There is crazy fast, but there is crazy slow too. What one is looking out for is someone who can, overall, countenance rapid movement, who doesn’t need to make a speech about the horrors of speed, who isn’t terrified by the idea of finding themselves, in relatively short order, in a deeply committed situation – who might not balk at the idea of being engaged within six months.
It’s not for nothing that, in almost all pre-modern societies, the dating process was very fast indeed. You went on ten or fifteen dates; then engagement followed. It sounds peculiar, even demented, to us, but there is something equally demented – and very dangerous too – in the idea that you might need to circle someone for four years in extreme ambiguity before one person decides they need a bit more freedom after all. The modern dating world, with its entirely diffuse timelines, has become a paradise for the avoidant, and a guard-rail-free hell for the anxious.
When there’s a conflict in a relationship, do you lean in or step back?
People with avoidant temperaments cannot bear what they call intensity. They don’t want you to want anything too much from them. They don’t want to deal with your demands; they certainly don’t want to hear about your anger – even if they might have caused it. Their response to relational difficulty is solitude.
‘Tell me how you repair a conflict in a relationship?’ is a useful question. Those who have almost never repaired will be particularly stuck. Throw out a novelistic scenario: You’ve just had to cancel a weekend that your partner was especially looking forward to. They are now furious with you. How might you repair things?
What would it take for you to feel smothered in a relationship?
It’s a provocative approach. Because the ‘right’ answer could be: a bit of smothering might not be too bad, if it was done right.
Those who cannot bear closeness will respond by being particularly incensed. There will be an emphasis on the dangers of being too often around other people. We can sympathise – until those other people turn out to be us.
Why did your last few relationships break up?
A classic avoidant approach to the problems of intimacy is to have a passionate love affair with someone who doesn’t care. Avoidants are notorious for their investment in multi-year relationships with people who never show up: who might have been married, or lived in another country, or couldn’t commit. The way the story is initially told over dinner, it looks like it was the other person who was uninterested in love; it may just as much have been your dinner companion. We signal our readiness for love not just by what we profess to want, but who we pick to realise our wants. Those who repeatedly end up with partners who aren’t present are unlikely to want to truly show up for love themselves.

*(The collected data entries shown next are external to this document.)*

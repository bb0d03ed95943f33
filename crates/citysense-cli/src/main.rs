use std::io::{self, Write};

use anyhow::{Context, Result};
use clap::{CommandFactory, Parser};
use tracing_subscriber::EnvFilter;

use citysense_cli::cli::{Cli, Commands, ConfigAction, OutputFormat};
use citysense_cli::commands::{
    ManualEntry, cmd_add, cmd_areas, cmd_config, cmd_dashboard, cmd_import, cmd_recent,
    open_store,
};
use citysense_cli::config::{Config, default_config_path};
use citysense_core::AreaCache;

fn main() -> Result<()> {
    let cli = Cli::parse();

    // Completions need neither logging nor config
    if let Commands::Completions { shell } = cli.command {
        let mut cmd = Cli::command();
        clap_complete::generate(shell, &mut cmd, "citysense", &mut io::stdout());
        return Ok(());
    }

    let filter = if cli.quiet {
        EnvFilter::new("warn")
    } else if cli.verbose {
        EnvFilter::new("debug")
    } else {
        EnvFilter::try_from_default_env().unwrap_or_else(|_| EnvFilter::new("info"))
    };

    tracing_subscriber::fmt()
        .with_env_filter(filter)
        .with_writer(io::stderr)
        .init();

    let config_path = cli.config.clone().unwrap_or_else(default_config_path);

    // `config init --force` must be able to replace an unreadable file
    if let Commands::Config { action: action @ ConfigAction::Init { .. } } = &cli.command {
        return cmd_config(action.clone(), &config_path, &Config::default(), &mut io::stdout());
    }

    let config = Config::load_or_default(cli.config.as_deref()).context("Failed to load config")?;
    // Lives for this one command; the TTL only matters to long-running embedders
    let cache = AreaCache::new(config.area_cache_ttl());
    let db_path = config.database_path(cli.database.as_deref());

    let stdout = io::stdout();
    let mut out = stdout.lock();

    match cli.command {
        Commands::Dashboard { areas, output } => {
            let store = open_store(&db_path)?;
            let selection = if areas.is_empty() { &config.areas } else { &areas };
            let format = OutputFormat::resolve(output.format, config.format.as_deref());
            cmd_dashboard(&store, selection, format, &mut out)?;
        }
        Commands::Areas { output } => {
            let store = open_store(&db_path)?;
            let format = OutputFormat::resolve(output.format, config.format.as_deref());
            cmd_areas(&store, &cache, format, &mut out)?;
        }
        Commands::Recent { limit, output } => {
            let store = open_store(&db_path)?;
            let limit = limit.unwrap_or(config.recent_limit);
            let format = OutputFormat::resolve(output.format, config.format.as_deref());
            cmd_recent(&store, limit, format, &mut out)?;
        }
        Commands::Add {
            area,
            sensor_id,
            timestamp,
            noise,
            traffic,
            pm25,
            output,
        } => {
            let store = open_store(&db_path)?;
            let entry = ManualEntry {
                area,
                sensor_id,
                timestamp,
                noise_db: noise,
                traffic_count: traffic,
                pm25,
            };
            let format = OutputFormat::resolve(output.format, config.format.as_deref());
            cmd_add(&store, &cache, entry, format, &mut out)?;
        }
        Commands::Import { file } => {
            let store = open_store(&db_path)?;
            cmd_import(&store, &cache, &file, cli.quiet, &mut out)?;
        }
        Commands::Config { action } => {
            cmd_config(action, &config_path, &config, &mut out)?;
        }
        Commands::Completions { .. } => unreachable!("handled before logging setup"),
    }

    out.flush()?;
    Ok(())
}
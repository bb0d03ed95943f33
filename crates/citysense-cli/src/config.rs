//! Configuration file management.

use std::path::{Path, PathBuf};
use std::time::Duration;

use serde::{Deserialize, Serialize};

use crate::cli::OutputFormat;

/// Default area cache lifetime in seconds.
pub const DEFAULT_AREA_CACHE_TTL_SECS: u64 = 60;

/// Longest accepted area cache lifetime in seconds.
pub const MAX_AREA_CACHE_TTL_SECS: u64 = 3600;

/// Configuration file structure
#[derive(Debug, Clone, PartialEq, Serialize, Deserialize)]
#[serde(default)]
pub struct Config {
    /// Readings database path. Defaults to the platform data directory.
    pub database: Option<PathBuf>,

    /// Default area selection for `dashboard`. Empty means every area.
    pub areas: Vec<String>,

    /// How long the distinct-area list stays cached, in seconds.
    ///
    /// A single CLI invocation reads the list at most once, so this only
    /// changes behavior for programs that keep an `AreaCache` alive.
    pub area_cache_ttl_secs: u64,

    /// Default number of readings shown by `recent`.
    pub recent_limit: u32,

    /// Default output format ("text" or "json").
    pub format: Option<String>,
}

impl Default for Config {
    fn default() -> Self {
        Self {
            database: None,
            areas: Vec::new(),
            area_cache_ttl_secs: DEFAULT_AREA_CACHE_TTL_SECS,
            recent_limit: citysense_core::DEFAULT_RECENT_LIMIT,
            format: None,
        }
    }
}

impl Config {
    /// Load configuration from `path`, or from the default path.
    ///
    /// A missing file yields the default configuration, so `config init`
    /// can create it later.
    pub fn load_or_default(path: Option<&Path>) -> Result<Self, ConfigError> {
        let path = path
            .map(Path::to_path_buf)
            .unwrap_or_else(default_config_path);
        if path.exists() {
            Self::load_validated(&path)
        } else {
            Ok(Self::default())
        }
    }

    /// Load configuration from a file.
    pub fn load<P: AsRef<Path>>(path: P) -> Result<Self, ConfigError> {
        let content = std::fs::read_to_string(path.as_ref()).map_err(|e| ConfigError::Read {
            path: path.as_ref().to_path_buf(),
            source: e,
        })?;
        toml::from_str(&content).map_err(|e| ConfigError::Parse {
            path: path.as_ref().to_path_buf(),
            source: e,
        })
    }

    /// Save configuration to a file.
    pub fn save<P: AsRef<Path>>(&self, path: P) -> Result<(), ConfigError> {
        let content = toml::to_string_pretty(self).map_err(ConfigError::Serialize)?;

        if let Some(parent) = path.as_ref().parent() {
            std::fs::create_dir_all(parent).map_err(|e| ConfigError::Write {
                path: parent.to_path_buf(),
                source: e,
            })?;
        }

        std::fs::write(path.as_ref(), content).map_err(|e| ConfigError::Write {
            path: path.as_ref().to_path_buf(),
            source: e,
        })
    }

    /// Validate the configuration, reporting every problem at once.
    ///
    /// ```
    /// use citysense_cli::config::Config;
    ///
    /// Config::default().validate().expect("default config is valid");
    /// ```
    pub fn validate(&self) -> Result<(), ConfigError> {
        let mut errors = Vec::new();

        if !(1..=MAX_AREA_CACHE_TTL_SECS).contains(&self.area_cache_ttl_secs) {
            errors.push(ValidationError {
                field: "area_cache_ttl_secs".to_string(),
                message: format!(
                    "must be between 1 and {MAX_AREA_CACHE_TTL_SECS}, got {}",
                    self.area_cache_ttl_secs
                ),
            });
        }

        if self.recent_limit == 0 {
            errors.push(ValidationError {
                field: "recent_limit".to_string(),
                message: "must be at least 1".to_string(),
            });
        }

        if let Some(ref format) = self.format {
            if <OutputFormat as clap::ValueEnum>::from_str(format, true).is_err() {
                errors.push(ValidationError {
                    field: "format".to_string(),
                    message: format!("unknown format '{format}', expected 'text' or 'json'"),
                });
            }
        }

        if let Some(ref database) = self.database {
            if database.as_os_str().is_empty() {
                errors.push(ValidationError {
                    field: "database".to_string(),
                    message: "path must not be empty".to_string(),
                });
            }
        }

        for (i, area) in self.areas.iter().enumerate() {
            if area.is_empty() {
                errors.push(ValidationError {
                    field: format!("areas[{i}]"),
                    message: "area must not be empty".to_string(),
                });
            }
        }

        if errors.is_empty() {
            Ok(())
        } else {
            Err(ConfigError::Validation(errors))
        }
    }

    /// Load and validate configuration from a file.
    pub fn load_validated<P: AsRef<Path>>(path: P) -> Result<Self, ConfigError> {
        let config = Self::load(path)?;
        config.validate()?;
        Ok(config)
    }

    /// Database path: the command-line value, else the config value, else
    /// the platform default.
    pub fn database_path(&self, cli_database: Option<&Path>) -> PathBuf {
        cli_database
            .map(Path::to_path_buf)
            .or_else(|| self.database.clone())
            .unwrap_or_else(citysense_store::default_db_path)
    }

    /// Area cache lifetime.
    pub fn area_cache_ttl(&self) -> Duration {
        Duration::from_secs(self.area_cache_ttl_secs)
    }
}

/// Errors raised while loading or saving the configuration.
#[derive(Debug, thiserror::Error)]
pub enum ConfigError {
    #[error("Failed to read config file {path}: {source}")]
    Read {
        path: PathBuf,
        source: std::io::Error,
    },
    #[error("Failed to parse config file {path}: {source}")]
    Parse {
        path: PathBuf,
        source: toml::de::Error,
    },
    #[error("Failed to serialize config: {0}")]
    Serialize(toml::ser::Error),
    #[error("Failed to write config file {path}: {source}")]
    Write {
        path: PathBuf,
        source: std::io::Error,
    },
    #[error("Configuration validation failed:\n{}", format_validation_errors(.0))]
    Validation(Vec<ValidationError>),
}

/// A single invalid configuration field.
#[derive(Debug, Clone, PartialEq, Eq)]
pub struct ValidationError {
    /// The field path (e.g., `recent_limit` or `areas[2]`).
    pub field: String,
    /// Description of the validation failure.
    pub message: String,
}

impl std::fmt::Display for ValidationError {
    fn fmt(&self, f: &mut std::fmt::Formatter<'_>) -> std::fmt::Result {
        write!(f, "{}: {}", self.field, self.message)
    }
}

fn format_validation_errors(errors: &[ValidationError]) -> String {
    errors
        .iter()
        .map(|e| format!("  - {}", e))
        .collect::<Vec<_>>()
        .join("\n")
}

/// Default configuration file path.
pub fn default_config_path() -> PathBuf {
    dirs::config_dir()
        .unwrap_or_else(|| PathBuf::from("."))
        .join("citysense")
        .join("config.toml")
}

Watch out, too, for stories in which an ex is made into a villain for what may – through a fair lens – simply have been a very legitimate desire for affection. In describing the reasons for a break-up, a date might say: ‘They were so cloying… They wanted me to message them all the time… They were very needy…’ The word ‘controlling’ is a particularly interesting one in this context, for it is as ready to be applied to a truly coercive situation as it is to a much more innocent desire for a partner to be present. ‘They wanted to control me all the time…’ could just be an avoidant way of admitting, in effect, that it made them very uncomfortable to be asked for love.
Were you loved by anyone steadily and kindly in childhood?
It sounds like a very unfair question. Few of us have perfect pasts. But if no one loved your dinner companion with warmth over many early years, you must not be surprised if they gradually start to hold it against you for loving them now. Deprived grown-up children are very easy to feel sorry for – and to love. The most predictable result of doing so isn’t gratitude, but (eventually) aggression, abandonment and silence.
It would be foolish to imagine we’d ever catch everything on the first date; but equally foolish to imagine that the emotional unavailability signs wouldn’t mostly be there, to the eye that has been trained through suffering.